» **Required work**
After locating the line that contains "server's workspace shapes." in the records below, write out exactly that line and each line after it through the one that contains "#[derive(Debug, Clone, PartialEq, Eq, Deserialize, Serialize)]", and nothing else.

» **Provided material**
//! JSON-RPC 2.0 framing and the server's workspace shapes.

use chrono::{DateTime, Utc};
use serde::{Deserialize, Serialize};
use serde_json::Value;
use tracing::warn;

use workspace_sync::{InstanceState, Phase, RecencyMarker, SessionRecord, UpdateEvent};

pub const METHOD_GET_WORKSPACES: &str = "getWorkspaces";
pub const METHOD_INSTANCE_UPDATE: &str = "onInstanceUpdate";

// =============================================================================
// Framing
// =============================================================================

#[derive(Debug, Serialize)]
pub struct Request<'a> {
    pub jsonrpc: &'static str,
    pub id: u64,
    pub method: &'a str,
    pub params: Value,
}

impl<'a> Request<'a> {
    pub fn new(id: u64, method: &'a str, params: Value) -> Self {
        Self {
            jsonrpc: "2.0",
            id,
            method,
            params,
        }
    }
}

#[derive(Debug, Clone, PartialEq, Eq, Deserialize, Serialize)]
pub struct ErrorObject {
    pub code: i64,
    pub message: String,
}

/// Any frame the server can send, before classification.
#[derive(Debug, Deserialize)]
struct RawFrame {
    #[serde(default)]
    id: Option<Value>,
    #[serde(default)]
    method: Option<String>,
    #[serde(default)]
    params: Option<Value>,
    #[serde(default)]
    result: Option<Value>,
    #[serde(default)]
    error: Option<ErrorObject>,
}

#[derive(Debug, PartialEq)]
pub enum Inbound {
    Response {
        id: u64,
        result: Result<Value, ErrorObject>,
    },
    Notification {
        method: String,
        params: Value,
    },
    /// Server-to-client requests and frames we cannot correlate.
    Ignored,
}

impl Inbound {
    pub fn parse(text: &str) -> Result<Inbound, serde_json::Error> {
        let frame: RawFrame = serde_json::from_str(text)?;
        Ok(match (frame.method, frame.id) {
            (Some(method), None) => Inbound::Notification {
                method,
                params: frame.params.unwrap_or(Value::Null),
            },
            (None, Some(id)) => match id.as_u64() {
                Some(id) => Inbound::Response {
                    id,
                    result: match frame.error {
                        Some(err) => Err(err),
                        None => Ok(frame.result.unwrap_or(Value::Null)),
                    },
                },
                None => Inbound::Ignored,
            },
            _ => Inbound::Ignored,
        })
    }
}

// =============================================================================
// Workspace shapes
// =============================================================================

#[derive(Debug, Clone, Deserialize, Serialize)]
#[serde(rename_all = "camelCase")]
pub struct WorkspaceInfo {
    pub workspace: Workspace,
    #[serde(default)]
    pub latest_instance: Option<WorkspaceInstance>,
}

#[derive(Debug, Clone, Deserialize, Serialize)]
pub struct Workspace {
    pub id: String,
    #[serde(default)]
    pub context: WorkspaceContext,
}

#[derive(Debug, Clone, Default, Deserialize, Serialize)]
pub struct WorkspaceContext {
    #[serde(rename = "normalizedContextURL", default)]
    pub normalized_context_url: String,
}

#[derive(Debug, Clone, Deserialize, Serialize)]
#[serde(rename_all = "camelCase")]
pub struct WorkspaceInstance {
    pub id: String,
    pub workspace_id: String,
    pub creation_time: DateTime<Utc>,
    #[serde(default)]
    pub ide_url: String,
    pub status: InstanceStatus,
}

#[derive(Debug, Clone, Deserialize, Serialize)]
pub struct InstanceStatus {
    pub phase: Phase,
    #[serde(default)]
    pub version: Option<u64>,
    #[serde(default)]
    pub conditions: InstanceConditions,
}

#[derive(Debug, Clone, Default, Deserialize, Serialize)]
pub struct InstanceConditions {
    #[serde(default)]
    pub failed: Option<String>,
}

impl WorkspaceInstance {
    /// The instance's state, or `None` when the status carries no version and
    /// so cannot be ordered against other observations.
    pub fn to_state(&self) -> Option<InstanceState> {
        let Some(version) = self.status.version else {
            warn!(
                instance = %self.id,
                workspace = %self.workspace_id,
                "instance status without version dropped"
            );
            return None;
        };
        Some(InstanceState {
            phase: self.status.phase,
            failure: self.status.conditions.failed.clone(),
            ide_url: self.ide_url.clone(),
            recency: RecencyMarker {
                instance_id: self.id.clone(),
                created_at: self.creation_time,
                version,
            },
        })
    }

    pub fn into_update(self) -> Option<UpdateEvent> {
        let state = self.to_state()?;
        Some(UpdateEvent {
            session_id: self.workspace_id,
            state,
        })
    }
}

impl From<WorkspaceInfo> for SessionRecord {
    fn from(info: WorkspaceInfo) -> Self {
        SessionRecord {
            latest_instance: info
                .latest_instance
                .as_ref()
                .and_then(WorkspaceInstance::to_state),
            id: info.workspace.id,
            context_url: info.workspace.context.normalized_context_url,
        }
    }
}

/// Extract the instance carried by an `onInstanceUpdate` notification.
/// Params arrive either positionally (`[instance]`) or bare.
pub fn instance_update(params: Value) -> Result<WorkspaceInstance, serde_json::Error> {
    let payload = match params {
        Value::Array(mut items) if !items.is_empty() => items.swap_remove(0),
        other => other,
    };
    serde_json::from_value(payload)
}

...

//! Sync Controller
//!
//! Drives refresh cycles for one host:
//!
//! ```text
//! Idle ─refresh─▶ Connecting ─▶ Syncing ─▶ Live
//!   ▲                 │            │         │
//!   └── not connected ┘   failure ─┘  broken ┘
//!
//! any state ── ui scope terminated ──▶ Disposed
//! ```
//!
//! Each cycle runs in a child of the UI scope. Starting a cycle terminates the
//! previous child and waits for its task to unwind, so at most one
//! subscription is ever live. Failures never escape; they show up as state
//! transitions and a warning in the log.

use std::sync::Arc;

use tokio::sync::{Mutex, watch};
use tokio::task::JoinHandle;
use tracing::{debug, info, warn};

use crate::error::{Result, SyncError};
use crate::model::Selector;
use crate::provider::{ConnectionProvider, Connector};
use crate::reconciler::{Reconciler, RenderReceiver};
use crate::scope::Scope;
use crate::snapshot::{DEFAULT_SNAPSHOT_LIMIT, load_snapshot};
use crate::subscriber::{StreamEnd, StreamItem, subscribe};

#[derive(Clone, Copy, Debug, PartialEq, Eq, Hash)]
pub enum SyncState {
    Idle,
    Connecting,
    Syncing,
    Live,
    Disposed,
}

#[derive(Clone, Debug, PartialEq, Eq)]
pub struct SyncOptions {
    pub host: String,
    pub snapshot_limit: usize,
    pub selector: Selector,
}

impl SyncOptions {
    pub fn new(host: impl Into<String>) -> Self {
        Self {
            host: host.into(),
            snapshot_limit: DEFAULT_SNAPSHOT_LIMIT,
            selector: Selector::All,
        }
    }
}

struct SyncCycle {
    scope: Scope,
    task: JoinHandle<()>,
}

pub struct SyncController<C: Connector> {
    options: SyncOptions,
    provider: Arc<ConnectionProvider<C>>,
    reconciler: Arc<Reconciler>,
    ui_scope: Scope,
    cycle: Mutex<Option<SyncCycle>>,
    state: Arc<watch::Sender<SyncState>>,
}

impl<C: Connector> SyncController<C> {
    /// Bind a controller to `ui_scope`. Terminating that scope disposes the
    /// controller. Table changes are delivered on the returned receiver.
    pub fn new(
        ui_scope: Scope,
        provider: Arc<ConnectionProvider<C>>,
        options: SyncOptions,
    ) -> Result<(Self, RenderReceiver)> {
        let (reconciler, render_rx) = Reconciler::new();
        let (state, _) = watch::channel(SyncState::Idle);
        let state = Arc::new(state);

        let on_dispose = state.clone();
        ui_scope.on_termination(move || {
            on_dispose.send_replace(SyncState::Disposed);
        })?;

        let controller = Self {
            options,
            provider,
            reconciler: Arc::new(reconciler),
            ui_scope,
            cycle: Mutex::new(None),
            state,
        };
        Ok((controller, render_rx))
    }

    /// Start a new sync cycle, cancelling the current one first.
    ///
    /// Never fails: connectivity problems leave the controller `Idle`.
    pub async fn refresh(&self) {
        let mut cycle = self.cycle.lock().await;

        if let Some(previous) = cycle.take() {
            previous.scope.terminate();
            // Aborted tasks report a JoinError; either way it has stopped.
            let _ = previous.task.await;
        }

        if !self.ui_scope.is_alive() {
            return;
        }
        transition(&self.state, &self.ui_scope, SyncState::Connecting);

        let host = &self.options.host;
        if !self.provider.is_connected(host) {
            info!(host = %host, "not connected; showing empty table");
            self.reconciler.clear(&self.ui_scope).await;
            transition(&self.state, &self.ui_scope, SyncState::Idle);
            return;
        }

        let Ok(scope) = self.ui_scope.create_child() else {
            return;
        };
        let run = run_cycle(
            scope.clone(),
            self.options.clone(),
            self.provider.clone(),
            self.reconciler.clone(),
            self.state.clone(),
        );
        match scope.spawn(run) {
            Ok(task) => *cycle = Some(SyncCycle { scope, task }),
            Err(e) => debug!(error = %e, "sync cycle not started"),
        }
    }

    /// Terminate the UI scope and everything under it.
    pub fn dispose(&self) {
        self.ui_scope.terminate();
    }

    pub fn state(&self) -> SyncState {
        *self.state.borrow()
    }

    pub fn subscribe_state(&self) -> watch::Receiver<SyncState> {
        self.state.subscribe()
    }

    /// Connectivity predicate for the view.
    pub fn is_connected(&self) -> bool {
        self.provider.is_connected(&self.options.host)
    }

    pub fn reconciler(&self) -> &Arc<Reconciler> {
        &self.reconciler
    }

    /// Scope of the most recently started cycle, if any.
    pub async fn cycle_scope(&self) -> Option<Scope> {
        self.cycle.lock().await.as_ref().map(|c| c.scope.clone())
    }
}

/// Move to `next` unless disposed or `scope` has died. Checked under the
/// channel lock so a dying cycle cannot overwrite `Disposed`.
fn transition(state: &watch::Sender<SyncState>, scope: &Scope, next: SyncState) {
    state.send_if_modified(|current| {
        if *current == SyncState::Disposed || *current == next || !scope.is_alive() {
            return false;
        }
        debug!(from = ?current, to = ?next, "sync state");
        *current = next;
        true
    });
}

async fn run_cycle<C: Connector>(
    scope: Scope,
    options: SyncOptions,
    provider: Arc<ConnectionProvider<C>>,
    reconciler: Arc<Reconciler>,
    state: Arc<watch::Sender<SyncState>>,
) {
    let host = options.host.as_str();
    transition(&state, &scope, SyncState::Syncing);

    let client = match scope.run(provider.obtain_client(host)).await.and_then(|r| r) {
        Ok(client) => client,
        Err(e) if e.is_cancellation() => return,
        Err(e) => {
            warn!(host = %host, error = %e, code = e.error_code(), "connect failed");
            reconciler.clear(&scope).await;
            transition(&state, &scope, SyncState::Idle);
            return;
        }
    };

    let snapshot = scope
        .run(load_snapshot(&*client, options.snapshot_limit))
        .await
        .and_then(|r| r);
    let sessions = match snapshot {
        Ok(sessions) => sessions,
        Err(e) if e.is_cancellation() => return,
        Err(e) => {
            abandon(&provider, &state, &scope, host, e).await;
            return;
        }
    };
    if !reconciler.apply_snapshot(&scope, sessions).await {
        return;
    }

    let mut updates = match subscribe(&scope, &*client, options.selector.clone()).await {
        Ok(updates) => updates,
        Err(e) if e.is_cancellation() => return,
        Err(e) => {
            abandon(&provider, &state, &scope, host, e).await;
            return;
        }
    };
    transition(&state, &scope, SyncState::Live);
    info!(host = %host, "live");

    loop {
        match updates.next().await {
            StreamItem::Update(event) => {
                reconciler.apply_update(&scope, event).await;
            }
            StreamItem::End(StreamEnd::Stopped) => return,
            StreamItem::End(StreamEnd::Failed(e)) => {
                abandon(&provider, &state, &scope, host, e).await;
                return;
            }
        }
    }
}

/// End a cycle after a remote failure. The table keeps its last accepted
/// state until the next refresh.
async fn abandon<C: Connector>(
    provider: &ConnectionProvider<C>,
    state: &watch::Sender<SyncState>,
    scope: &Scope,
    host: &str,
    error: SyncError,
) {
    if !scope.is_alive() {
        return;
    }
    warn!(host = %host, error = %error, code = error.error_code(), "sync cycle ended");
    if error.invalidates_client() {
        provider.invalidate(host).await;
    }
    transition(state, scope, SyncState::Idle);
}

» **Exercise answer**
//! JSON-RPC 2.0 framing and the server's workspace shapes.

use chrono::{DateTime, Utc};
use serde::{Deserialize, Serialize};
use serde_json::Value;
use tracing::warn;

use workspace_sync::{InstanceState, Phase, RecencyMarker, SessionRecord, UpdateEvent};

pub const METHOD_GET_WORKSPACES: &str = "getWorkspaces";
pub const METHOD_INSTANCE_UPDATE: &str = "onInstanceUpdate";

// =============================================================================
// Framing
// =============================================================================

#[derive(Debug, Serialize)]
pub struct Request<'a> {
    pub jsonrpc: &'static str,
    pub id: u64,
    pub method: &'a str,
    pub params: Value,
}

impl<'a> Request<'a> {
    pub fn new(id: u64, method: &'a str, params: Value) -> Self {
        Self {
            jsonrpc: "2.0",
            id,
            method,
            params,
        }
    }
}

#[derive(Debug, Clone, PartialEq, Eq, Deserialize, Serialize)]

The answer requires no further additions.